His comment almost made me cry. I thought of how many people go through life without ever having a chance to experience the arts at their most sublime—and how salvific that experience can be. We continued to talk—the Seahawks, the people of Charleston, the tourists to come for the festival—and I don’t think I’ve ever heard, “Bless you, ma’am, thank you, bless you,” so many times—over and over from both gentlemen.
As I left the restaurant I realized the tide in my heart had turned.

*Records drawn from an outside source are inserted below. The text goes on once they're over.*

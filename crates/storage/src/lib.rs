#![forbid(unsafe_code)]

pub mod store;

pub use store::{FailingStore, JsonFileStore, KeyValueStore, MemoryStore, Storage, StorageError};
use chrono::{Datelike, NaiveDate};
use serde::{Deserialize, Serialize};

/// Activity history keeps at most this many distinct days.
pub const ACTIVITY_HISTORY_LIMIT: usize = 90;

/// Day-streak bookkeeping over local calendar dates.
///
/// Every method takes `today` explicitly; callers derive it from the clock so
/// tests can walk through simulated days. "Yesterday" is always pure calendar
/// subtraction, never 24-hour instant arithmetic.
#[derive(Debug, Clone, Default, PartialEq, Eq, Serialize, Deserialize)]
#[serde(rename_all = "camelCase", default)]
pub struct StreakRecord {
    current_streak: u32,
    best_streak: u32,
    last_activity_date: Option<NaiveDate>,
    freezes_used: u32,
    last_freeze_week: Option<String>,
    activity_history: Vec<NaiveDate>,
}

impl StreakRecord {
    #[must_use]
    pub fn current_streak(&self) -> u32 {
        self.current_streak
    }

    #[must_use]
    pub fn best_streak(&self) -> u32 {
        self.best_streak
    }

    #[must_use]
    pub fn last_activity_date(&self) -> Option<NaiveDate> {
        self.last_activity_date
    }

    #[must_use]
    pub fn freezes_used(&self) -> u32 {
        self.freezes_used
    }

    #[must_use]
    pub fn last_freeze_week(&self) -> Option<&str> {
        self.last_freeze_week.as_deref()
    }

    /// Recorded activity dates, oldest first, capped at
    /// `ACTIVITY_HISTORY_LIMIT`.
    #[must_use]
    pub fn activity_history(&self) -> &[NaiveDate] {
        &self.activity_history
    }

    /// Applies the day-boundary check that runs once per service start.
    ///
    /// A streak whose last activity is neither today nor yesterday is broken;
    /// the counter resets to 0 unless this week's freeze is still available.
    /// Best streak and history are never touched here, and the freeze is not
    /// consumed by merely protecting.
    ///
    /// Returns true if the streak was reset.
    pub fn reconcile(&mut self, today: NaiveDate) -> bool {
        let Some(last) = self.last_activity_date else {
            return false;
        };
        if last == today || Some(last) == today.pred_opt() {
            return false;
        }
        if self.current_streak == 0 {
            return false;
        }
        if self.can_use_freeze(today) {
            return false;
        }

        self.current_streak = 0;
        true
    }

    /// Records study activity for `today`.
    ///
    /// Idempotent per day. A consecutive day extends the streak, any other
    /// gap restarts it at 1. History keeps the most recent
    /// `ACTIVITY_HISTORY_LIMIT` days.
    ///
    /// Returns false if today was already recorded.
    pub fn record_activity(&mut self, today: NaiveDate) -> bool {
        if self.last_activity_date == Some(today) {
            return false;
        }

        let yesterday = today.pred_opt();
        self.current_streak = match (self.last_activity_date, yesterday) {
            (Some(last), Some(y)) if last == y => self.current_streak + 1,
            _ => 1,
        };
        self.best_streak = self.best_streak.max(self.current_streak);
        self.last_activity_date = Some(today);

        if !self.activity_history.contains(&today) {
            self.activity_history.push(today);
        }
        if self.activity_history.len() > ACTIVITY_HISTORY_LIMIT {
            let excess = self.activity_history.len() - ACTIVITY_HISTORY_LIMIT;
            self.activity_history.drain(..excess);
        }
        true
    }

    /// Consumes the weekly freeze for `today`'s week.
    ///
    /// Returns false (and changes nothing) if this week's freeze was already
    /// spent. Consuming a freeze never retroactively repairs a streak count
    /// that was reset earlier.
    pub fn use_freeze(&mut self, today: NaiveDate) -> bool {
        let week = week_tag(today);
        if self.last_freeze_week.as_deref() == Some(week.as_str()) {
            return false;
        }

        self.freezes_used += 1;
        self.last_freeze_week = Some(week);
        true
    }

    /// True while this week's freeze has not been spent.
    #[must_use]
    pub fn can_use_freeze(&self, today: NaiveDate) -> bool {
        self.last_freeze_week.as_deref() != Some(week_tag(today).as_str())
    }

    /// True if activity was recorded on the given day.
    #[must_use]
    pub fn is_active_on(&self, today: NaiveDate) -> bool {
        self.last_activity_date == Some(today)
    }

    /// Recorded activity dates within the given month (1-based).
    #[must_use]
    pub fn activity_for_month(&self, year: i32, month: u32) -> Vec<NaiveDate> {
        self.activity_history
            .iter()
            .copied()
            .filter(|date| date.year() == year && date.month() == month)
            .collect()
    }

    /// Restores the empty record.
    pub fn clear(&mut self) {
        *self = Self::default();
    }
}

/// Week label `"{year}-W{week}"` used to meter freezes.
///
/// Weeks are counted from January 1st with Sunday starts, so the first
/// (possibly partial) week of a year is week 1.
fn week_tag(date: NaiveDate) -> String {
    let jan1_weekday = (i64::from(date.weekday().num_days_from_sunday())
        - i64::from(date.ordinal() - 1))
    .rem_euclid(7);
    let week = ((i64::from(date.ordinal()) + jan1_weekday) as u64).div_ceil(7);
    format!("{}-W{week}", date.year())
}

//
// ─── TESTS ─────────────────────────────────────────────────────────────────────
//

#[cfg(test)]
mod tests {
    use super::*;

    fn day(year: i32, month: u32, d: u32) -> NaiveDate {
        NaiveDate::from_ymd_opt(year, month, d).unwrap()
    }

    #[test]
    fn consecutive_days_extend_the_streak() {
        let mut record = StreakRecord::default();
        let start = day(2024, 3, 4);

        assert!(record.record_activity(start));
        assert!(record.record_activity(start.succ_opt().unwrap()));
        assert!(record.record_activity(day(2024, 3, 6)));

        assert_eq!(record.current_streak(), 3);
        assert_eq!(record.best_streak(), 3);
        assert_eq!(record.last_activity_date(), Some(day(2024, 3, 6)));
    }

    #[test]
    fn recording_twice_on_one_day_is_idempotent() {
        let mut record = StreakRecord::default();
        let today = day(2024, 3, 4);

        assert!(record.record_activity(today));
        assert!(!record.record_activity(today));

        assert_eq!(record.current_streak(), 1);
        assert_eq!(record.activity_history().len(), 1);
    }

    #[test]
    fn gap_restarts_streak_at_one() {
        let mut record = StreakRecord::default();
        record.record_activity(day(2024, 3, 4));
        record.record_activity(day(2024, 3, 5));

        record.record_activity(day(2024, 3, 8));

        assert_eq!(record.current_streak(), 1);
        assert_eq!(record.best_streak(), 2);
    }

    #[test]
    fn best_streak_never_decreases() {
        let mut record = StreakRecord::default();
        let days = [
            day(2024, 3, 4),
            day(2024, 3, 5),
            day(2024, 3, 6),
            day(2024, 3, 10),
            day(2024, 3, 11),
        ];

        let mut previous_best = 0;
        for d in days {
            record.record_activity(d);
            assert!(record.best_streak() >= previous_best);
            assert!(record.best_streak() >= record.current_streak());
            previous_best = record.best_streak();
        }
        assert_eq!(record.best_streak(), 3);
        assert_eq!(record.current_streak(), 2);
    }

    #[test]
    fn history_keeps_the_ninety_most_recent_days() {
        let mut record = StreakRecord::default();
        let start = day(2024, 1, 1);

        let mut current = start;
        for _ in 0..100 {
            record.record_activity(current);
            current = current.succ_opt().unwrap();
        }

        assert_eq!(record.activity_history().len(), ACTIVITY_HISTORY_LIMIT);
        assert_eq!(record.activity_history()[0], day(2024, 1, 11));
        assert_eq!(record.activity_history()[89], day(2024, 4, 9));
        assert_eq!(record.current_streak(), 100);
    }

    #[test]
    fn reconcile_keeps_streak_for_today_and_yesterday() {
        let mut record = StreakRecord::default();
        record.record_activity(day(2024, 3, 4));

        assert!(!record.reconcile(day(2024, 3, 4)));
        assert!(!record.reconcile(day(2024, 3, 5)));
        assert_eq!(record.current_streak(), 1);
    }

    #[test]
    fn reconcile_spares_broken_streak_while_freeze_is_available() {
        let mut record = StreakRecord::default();
        record.record_activity(day(2024, 3, 4));

        assert!(!record.reconcile(day(2024, 3, 8)));
        assert_eq!(record.current_streak(), 1);
        assert_eq!(record.freezes_used(), 0);
    }

    #[test]
    fn reconcile_resets_broken_streak_once_freeze_is_spent() {
        let mut record = StreakRecord::default();
        record.record_activity(day(2024, 3, 4));
        record.record_activity(day(2024, 3, 5));

        assert!(record.use_freeze(day(2024, 3, 8)));
        assert!(record.reconcile(day(2024, 3, 8)));

        assert_eq!(record.current_streak(), 0);
        assert_eq!(record.best_streak(), 2);
        assert_eq!(record.activity_history().len(), 2);
    }

    #[test]
    fn reconcile_without_history_is_a_noop() {
        let mut record = StreakRecord::default();
        assert!(!record.reconcile(day(2024, 3, 4)));
        assert_eq!(record, StreakRecord::default());
    }

    #[test]
    fn freeze_is_limited_to_once_per_week() {
        let mut record = StreakRecord::default();

        // 2024-01-07 is a Sunday, 2024-01-08 the following Monday.
        assert!(record.can_use_freeze(day(2024, 1, 7)));
        assert!(record.use_freeze(day(2024, 1, 7)));
        assert!(!record.can_use_freeze(day(2024, 1, 8)));
        assert!(!record.use_freeze(day(2024, 1, 8)));
        assert_eq!(record.freezes_used(), 1);

        // Next Sunday starts a new week.
        assert!(record.can_use_freeze(day(2024, 1, 14)));
        assert!(record.use_freeze(day(2024, 1, 14)));
        assert_eq!(record.freezes_used(), 2);
    }

    #[test]
    fn weeks_split_between_saturday_and_sunday() {
        let mut record = StreakRecord::default();
        record.use_freeze(day(2024, 1, 6));

        // Saturday and the next Sunday fall in different weeks.
        assert!(record.can_use_freeze(day(2024, 1, 7)));
        assert_eq!(record.last_freeze_week(), Some("2024-W1"));
    }

    #[test]
    fn activity_for_month_filters_by_year_and_month() {
        let mut record = StreakRecord::default();
        record.record_activity(day(2024, 1, 30));
        record.record_activity(day(2024, 1, 31));
        record.record_activity(day(2024, 2, 1));

        let january = record.activity_for_month(2024, 1);
        assert_eq!(january, vec![day(2024, 1, 30), day(2024, 1, 31)]);
        assert_eq!(record.activity_for_month(2024, 3), Vec::<NaiveDate>::new());
        assert_eq!(record.activity_for_month(2023, 1), Vec::<NaiveDate>::new());
    }

    #[test]
    fn is_active_on_tracks_last_activity() {
        let mut record = StreakRecord::default();
        assert!(!record.is_active_on(day(2024, 3, 4)));

        record.record_activity(day(2024, 3, 4));
        assert!(record.is_active_on(day(2024, 3, 4)));
        assert!(!record.is_active_on(day(2024, 3, 5)));
    }

    #[test]
    fn clear_restores_empty_record() {
        let mut record = StreakRecord::default();
        record.record_activity(day(2024, 3, 4));
        record.use_freeze(day(2024, 3, 4));

        record.clear();
        assert_eq!(record, StreakRecord::default());
    }

    #[test]
    fn empty_json_parses_to_default() {
        let record: StreakRecord = serde_json::from_str("{}").unwrap();
        assert_eq!(record, StreakRecord::default());
    }

    #[test]
    fn round_trips_dates_as_plain_strings() {
        let mut record = StreakRecord::default();
        record.record_activity(day(2024, 3, 4));
        record.use_freeze(day(2024, 3, 4));

        let json = serde_json::to_string(&record).unwrap();
        assert!(json.contains("\"2024-03-04\""));
        assert!(json.contains("lastActivityDate"));

        let back: StreakRecord = serde_json::from_str(&json).unwrap();
        assert_eq!(back, record);
    }
}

When I was first seated in the restaurant and handed a menu, I was wondering why I thought I this week in Charleston had been a good idea. . . why I thought traveling on a weeklong vacation-trip by myself was doable this soon into my widowhood. I was feeling mightily sorry for myself. I’d been walking through the city to get my bearings, locating venues for the many performances I had tickets for. I was hot and tired and lonely.
Then “the incident.” That little conversation took me out of myself and put me into another’s shoes—just for a couple of minutes. But that’s what happened, and no longer was I feeling down. I was feeling extraordinarily happy, thinking about the extraordinary ability of the arts to touch us all because of that serendipitous sharing of food and conversation.
As I settled into the Dock Street Theatre, about to hear the program of chamber music played by the gifted musicians at Spoleto USA, I had no inkling as to how rapturous the next hour-plus was going to be. But I was ready for it. I’d stopped thinking about myself and my heart was open.